Ready for some Geek history? Just 49 years ago, before the time of floppy discs, people were building computer algorithms by punching holes into plastic cards. These cards were called “punch cards”. A machine would read in such a card and know what to compute by detecting the drilled “holes”, similar to computer bits. Looking at the technology that we have today this was a very primitive way of building algorithms. The means of programming have evolved rapidly over the years, with the introduction of many new hardware and software systems. To date software development is getting more efficient with the advent of smart editors, IDEs, frameworks, SDKs, you name it.

“The Effect Network”

In this perspective TEN can be seen as a new abstraction for building complex algorithms. Its axioms are data that is flowing in from a source, like an invoice PDF or camera picture. The means of combination are the algorithms; they perform transformations on the data. And the means of abstraction are the combinations of algorithms that can be used as computational units themselves.

The Effect Network solves the complex issues that arise when running and combining algorithms in the wild. The network is fueled by the EFX token, just like cars use gasoline and humans need food and water. TEN is like a self-sustaining city that never sleeps.

Choose and pick the necessary components for an automation pipeline

Alright! That’s enough theory. It’s time to go down the rabbit hole and show you what this all actually does.

The Man Machine

The potential of TEN is best described with an example. Below is the setup of a company that integrated its invoice processing pipeline with the closed alpha version of the SDK. This workflow revolves around catching incoming emails that contain a PDF invoice as an attachment. The invoices can be in different languages but should all end up in the same accounting software. Also, some of the invoices contain sensitive information like banking details that can’t be disclosed to the public. These invoices are first checked by a confidential workforce under NDA that will anonymize the data. By combining a human workforce, an email server and 2 simple algorithms, this workflow is completely automated.

On their own, these steps are simple tasks that are readily available. Combined they create a unique pipeline of automation. The combinations of human intelligence and algorithms within TEN is vast. It acts almost like a new type of automation language to develop upon and experiment with.

So what’s available on TEN?

Next to a wide selection of simple open-source algorithms and data collection units — such as email servers, FTP watchers, and HTTP endpoints — any campaign on Effect Force is available as a computational unit.
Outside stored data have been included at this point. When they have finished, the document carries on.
// Validation - Required-data checks applied before a record is attempted

use crate::constants::DuplicateField;
use crate::data::{Feature, RecordDefinition, ValidateRecord};

/// True when `value` holds at least one non-whitespace character.
pub fn is_non_empty(value: Option<&str>) -> bool {
    value.is_some_and(|v| !v.trim().is_empty())
}

/// Why a record (or a validation test) is not attempted.
#[derive(Debug, Clone, Copy, PartialEq, Eq)]
pub enum MissingData {
    Name,
    Code,
    UpdatedName,
    UpdatedCode,
}

impl MissingData {
    pub fn field(&self) -> &'static str {
        match self {
            MissingData::Name => "name",
            MissingData::Code => "code",
            MissingData::UpdatedName => "updatedName",
            MissingData::UpdatedCode => "updatedCode",
        }
    }
}

/// Create needs a name, and a code when codes are entered manually.
pub fn check_create(record: &RecordDefinition, feature: Feature) -> Option<MissingData> {
    if record.key().is_none() {
        Some(MissingData::Name)
    } else if feature.allow_code_manual && !is_non_empty(record.code.as_deref()) {
        Some(MissingData::Code)
    } else {
        None
    }
}

/// Update needs the current name, the new name, and a new code when codes are manual.
pub fn check_update(record: &RecordDefinition, feature: Feature) -> Option<MissingData> {
    if record.key().is_none() {
        Some(MissingData::Name)
    } else if !is_non_empty(record.updated_name.as_deref()) {
        Some(MissingData::UpdatedName)
    } else if feature.allow_code_manual && !is_non_empty(record.updated_code.as_deref()) {
        Some(MissingData::UpdatedCode)
    } else {
        None
    }
}

/// Delete only needs the name.
pub fn check_delete(record: &RecordDefinition) -> Option<MissingData> {
    record.key().is_none().then_some(MissingData::Name)
}

/// Duplicate-code checks need manual codes plus both values; duplicate-name checks need a name.
pub fn check_duplicate(
    field: DuplicateField,
    record: Option<&ValidateRecord>,
    feature: Feature,
) -> Option<MissingData> {
    let name = record.and_then(|r| r.name.as_deref());
    let code = record.and_then(|r| r.code.as_deref());
    match field {
        DuplicateField::Code if !feature.allow_code_manual || !is_non_empty(code) => {
            Some(MissingData::Code)
        }
        _ if !is_non_empty(name) => Some(MissingData::Name),
        _ => None,
    }
}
There is no limit to what you can process with this protocol as long as latency is not crucial. The table below shows a small grab of the options.
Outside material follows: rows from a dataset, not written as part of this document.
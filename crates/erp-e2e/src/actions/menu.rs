// MenuAction - Module switcher, left menu, form toolbar and listing toolbar

use super::common::{pause, wait_for_network_idle};
use super::wait_visible;
use crate::constants::{AppModule, MenuOption};
use crate::error::Result;
use crate::selectors;
use playwright_rs::Page;

#[derive(Debug, Clone)]
pub struct MenuAction {
    page: Page,
}

impl MenuAction {
    pub fn new(page: Page) -> Self {
        Self { page }
    }

    /// Selects `module` from the "Change module" switcher.
    pub async fn select_module(&self, module: AppModule) -> Result<()> {
        tracing::info!("Select module: {}", module.as_str());
        self.page
            .locator(&selectors::title("Change module", false))
            .await
            .click(None)
            .await?;
        self.page
            .locator(&selectors::role("link", module.as_str(), true))
            .await
            .click(None)
            .await?;
        wait_for_network_idle(&self.page).await
    }

    /// Clicks the element whose visible text is exactly `option`.
    pub async fn click_menu_option_by_text(&self, option: &str) -> Result<()> {
        tracing::info!("Click menu option by text: {}", option);
        self.page
            .locator(&selectors::text(option, true))
            .await
            .click(None)
            .await?;
        pause(1000).await;
        Ok(())
    }

    /// Clicks the first element titled exactly `option` (listing toolbar New/Edit/View).
    pub async fn click_menu_option_by_title(&self, option: MenuOption) -> Result<()> {
        tracing::info!("Click menu option by title: {}", option.as_str());
        let item = self
            .page
            .locator(&selectors::title(option.as_str(), true))
            .await
            .first();
        wait_visible(&item).await?;
        item.click(None).await?;
        wait_for_network_idle(&self.page).await
    }

    pub async fn click_left_menu_option(&self, option: MenuOption) -> Result<()> {
        tracing::info!("Click left menu option: {}", option.as_str());
        self.page
            .locator(&selectors::title(option.as_str(), true))
            .await
            .first()
            .click(None)
            .await?;
        wait_for_network_idle(&self.page).await
    }

    /// Clicks a form toolbar button (Save, Approve, ...) by its caption.
    pub async fn click_top_menu_option(&self, option: MenuOption) -> Result<()> {
        tracing::info!("Click top menu option: {}", option.as_str());
        let button = self
            .page
            .locator(&selectors::has_text("div.dxm-hasText", option.as_str()))
            .await
            .first();
        wait_visible(&button).await?;
        button.click(None).await?;
        pause(1000).await;
        Ok(())
    }

    /// Clicks the `index`-th listing toolbar item titled `option`.
    pub async fn click_listing_menu_option(&self, option: MenuOption, index: i32) -> Result<()> {
        tracing::info!("Click listing toolbar option: {} [{}]", option.as_str(), index);
        let item = self
            .page
            .locator(&format!("li[title=\"{}\"]", option.as_str()))
            .await
            .nth(index);
        wait_visible(&item).await?;
        item.click(None).await?;
        wait_for_network_idle(&self.page).await
    }

    /// Returns to a listing by clicking its breadcrumb link.
    pub async fn navigate_back_to_listing(&self, form_title: &str) -> Result<()> {
        tracing::info!("Navigate back to listing: {}", form_title);
        self.page
            .locator(&selectors::role("link", form_title, true))
            .await
            .first()
            .click(None)
            .await
            .map_err(|e| crate::Error::from(e).context(format!("Returning to {} listing", form_title)))?;
        wait_for_network_idle(&self.page).await
    }

    pub async fn click_close_form(&self) -> Result<()> {
        tracing::info!("Close form");
        self.page
            .locator(&selectors::role("listitem", "Close form", false))
            .await
            .click(None)
            .await?;
        wait_for_network_idle(&self.page).await
    }
}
In TEN, each of these components is its own independent entity. This means that the “cost” of the pipeline is the sum of its components and this “value” is directly distributed to them. An algorithm is its own entity (could be an AI DAO) that pays for its computation and has a kickback to its creator, while the Human Workforce is actually paying labelers around the world as well as hiring a campaign manager that guarantees throughput and quality.

This combination of man and machine is at the core of the practical power of TEN.

Rosette.AI

We have described how TEN is a framework that can be used to build practical applications on top of algorithms. At Effect.AI we’re applying this to help clients process and learn from their text and voice data by implementing automation pipelines, like the invoice integration described above. This technology has now matured far enough that we are introducing a new concept: the development of applications. These are processing pipelines connected to a user interface, allowing direct consumer interaction.
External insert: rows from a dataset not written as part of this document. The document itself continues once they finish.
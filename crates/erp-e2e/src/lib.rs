//! erp-e2e: Page-object end-to-end suite for the ERP master-data screens
//!
//! Actions wrap one family of UI interactions each, page objects cover the
//! fields a single master form adds, and [`BatchRunner`] drives create,
//! update, delete and duplicate-validation batches loaded from JSON fixtures.
//!
//! # Examples
//!
//! ## Create every Document Type of a fixture
//!
//! ```ignore
//! use erp_e2e::{
//!     BatchRunner, Config, DocumentTypeForm, Entity, EntityData, MasterScreen, Session,
//!     SummaryReporter,
//! };
//!
//! #[tokio::main]
//! async fn main() -> erp_e2e::Result<()> {
//!     let config = Config::from_env()?;
//!     let data = EntityData::load_for(&config.test_data_dir, Entity::DocumentType)?;
//!     let reporter = SummaryReporter::new(&config.summary_dir);
//!
//!     let session = Session::launch(&config).await?;
//!     let app = session.app();
//!     let screen = MasterScreen::new(&app, DocumentTypeForm::new(&app));
//!     screen.open().await?;
//!
//!     BatchRunner::new(&screen, data.feature, &reporter)
//!         .create_all(&data.create)
//!         .await?;
//!
//!     session.close().await
//! }
//! ```

pub mod actions;
pub mod config;
pub mod constants;
pub mod data;
mod error;
pub mod fixture;
pub mod masters;
pub mod pages;
pub mod runner;
pub mod selectors;
pub mod summary;
pub mod validation;

// Re-export error types
pub use error::{Error, Result};

// Re-export the composition root
pub use config::{BrowserKind, Config};
pub use fixture::{App, Session};

// Re-export fixture and reporting types
pub use constants::{
    AppModule, CrudAction, DuplicateField, Entity, ListingColumn, LookupView, MenuOption,
};
pub use data::{EntityData, Feature, RecordDefinition, ValidateRecord};
pub use summary::{CrudSummary, SummaryReporter, ValidationSummary};

// Re-export master workflows and the batch runner
pub use masters::{DocumentTypeForm, MasterForm, MasterScreen, StockAdjustmentReasonForm};
pub use runner::{BatchRunner, CrudWorkflow, DeleteOutcome, UNKNOWN_RECORD};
To solidify our NLP efforts and to further demonstrate the capabilities of TEN, we are introducing a new project called Rosette.AI: the first application to be built upon and run exclusively on The Effect Network. Rosette is a translation engine that gives any entity, worldwide, direct access to a wide range of languages. Rosette outperforms existing state-of-the-art machine translation by utilizing the combined power of AI and Human Intelligence.